SKRIPSI HKI
Tradisi Ijab Kabul Dengan Menggunakan Bahasa Arab Di Kecamatan Buaran Kabupaten Pekalongan
Nikah dianggap sah dalam Islam apabila memenuhi serangkaian ketentuan yang terdiri dari rukun dan syarat. Sebaliknya, nikah dianggap batal jika salah satu syarat atau rukunnya tidak lengkap atau tidak terpenuhi. Rukun-rukun nikah meliputi: mempelai laki-laki, mempelai perempuan, wali, 2 saksi laki-laki, dan sighat ijab kabul. Diantara kelima rukun tersebut, yang paling esensial adalah adanya sighat ijab kabul. Undang-Undang Nomor 1 tahun 1974 tentang Perkawinan dan Kompilasi Hukum Islam (KHI) tidak mengatur mengenai bahasa yang harus digunakan dalam proses akad nikah. Keempat imam mazhab sepakat bahwa akad menggunakan bahasa selain Arab adalah sah jika individu tersebut tidak mampu berbahasa Arab. Namun, perbedaan pendapat muncul ketika individu tersebut mampu berbahasa Arab. Mazhab Hanafi, Maliki, dan Hambali menganggapnya sah, sementara mazhab Syafii dan juga Ibnu Qudamah menganggapnya tidak sah.
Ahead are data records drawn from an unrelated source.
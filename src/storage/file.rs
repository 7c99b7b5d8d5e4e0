//! File-backed backup storage
//!
//! Each backup is a file named by its key inside one directory.

use std::io::ErrorKind;
use std::path::{Path, PathBuf};

use async_trait::async_trait;
use tokio::fs;

use crate::backup::record::FILE_NAME_PREFIX;
use crate::backup::BackupRecord;
use crate::error::{BackupError, BackupResult};

use super::{BackendKind, StorageBackend};

/// Stores backups as files in a directory
#[derive(Debug, Clone)]
pub struct FileBackend {
    dir: PathBuf,
}

impl FileBackend {
    /// Create a backend rooted at `dir`; nothing is touched until used
    pub fn new(dir: PathBuf) -> Self {
        Self { dir }
    }

    /// The backup directory
    pub fn dir(&self) -> &Path {
        &self.dir
    }

    fn path_for(&self, key: &str) -> BackupResult<PathBuf> {
        if key.is_empty() || key.contains(['/', '\\']) || key == "." || key == ".." {
            return Err(BackupError::Storage(format!("Invalid backup key: {:?}", key)));
        }
        Ok(self.dir.join(key))
    }
}

#[async_trait]
impl StorageBackend for FileBackend {
    fn kind(&self) -> BackendKind {
        BackendKind::File
    }

    fn location(&self) -> String {
        self.dir.display().to_string()
    }

    fn key_for(&self, record: &BackupRecord) -> String {
        record.file_name.clone()
    }

    async fn ensure_container(&self) -> BackupResult<()> {
        fs::create_dir_all(&self.dir).await.map_err(|e| {
            BackupError::Storage(format!(
                "Failed to create backup directory {}: {}",
                self.dir.display(),
                e
            ))
        })
    }

    async fn write(&self, key: &str, content: &str) -> BackupResult<()> {
        let path = self.path_for(key)?;
        let temp_path = path.with_extension("json.tmp");

        fs::write(&temp_path, content).await.map_err(|e| {
            BackupError::Storage(format!("Failed to write backup file {}: {}", key, e))
        })?;

        if let Err(e) = fs::rename(&temp_path, &path).await {
            let _ = fs::remove_file(&temp_path).await;
            return Err(BackupError::Storage(format!(
                "Failed to move backup file {} into place: {}",
                key, e
            )));
        }

        Ok(())
    }

    async fn read(&self, key: &str) -> BackupResult<String> {
        let path = self.path_for(key)?;
        fs::read_to_string(&path).await.map_err(|e| match e.kind() {
            ErrorKind::NotFound => BackupError::backup_not_found(key),
            _ => BackupError::Storage(format!("Failed to read backup file {}: {}", key, e)),
        })
    }

    async fn delete(&self, key: &str) -> BackupResult<()> {
        let path = self.path_for(key)?;
        fs::remove_file(&path).await.map_err(|e| match e.kind() {
            ErrorKind::NotFound => BackupError::backup_not_found(key),
            _ => BackupError::Storage(format!("Failed to delete backup file {}: {}", key, e)),
        })
    }

    async fn list(&self) -> BackupResult<Vec<String>> {
        let mut entries = match fs::read_dir(&self.dir).await {
            Ok(entries) => entries,
            Err(e) if e.kind() == ErrorKind::NotFound => return Ok(Vec::new()),
            Err(e) => {
                return Err(BackupError::Storage(format!(
                    "Failed to read backup directory: {}",
                    e
                )))
            }
        };

        let mut keys = Vec::new();
        while let Some(entry) = entries.next_entry().await.map_err(|e| {
            BackupError::Storage(format!("Failed to read directory entry: {}", e))
        })? {
            let name = entry.file_name().to_string_lossy().to_string();
            if name.starts_with(FILE_NAME_PREFIX) && name.ends_with(".json") {
                keys.push(name);
            }
        }

        keys.sort();
        Ok(keys)
    }
}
Penelitian ini bertujuan untuk mendeskripsikan alasan Buaran menggunakan bahasa Arab dalam akad nikah dan implikasi hukum. Jenis penelitian ini menggunakan jenis penelitian hukum empiris atau sosial-legal, di mana data diperoleh langsung dari masyarakat sebagai sumber primer, dilakukan melalui studi lapangan yang melibatkan wawancara dan observasi. Sedangkan pendekatannya menggunakan pendekatan kualitatif yang berfokus pada pengamatan objek alami di mana peneliti. Hasil penelitian menunjukan bahwa tradisi ijab kabul menggunakan bahasa Arab di Kecamatan Buaran sudah termasuk unsur dari tradisi karena sudah menjadi kebiasaan dan berlangsung berulang-ulang dari generasi ke generasi. Tradisi tersebut sudah ada sejak dulu. Alasan masyarakat Buaran menggunakan bahasa Arab dalam ijab kabulnya baik umumnya mengikuti tradisi dan kebiasaan.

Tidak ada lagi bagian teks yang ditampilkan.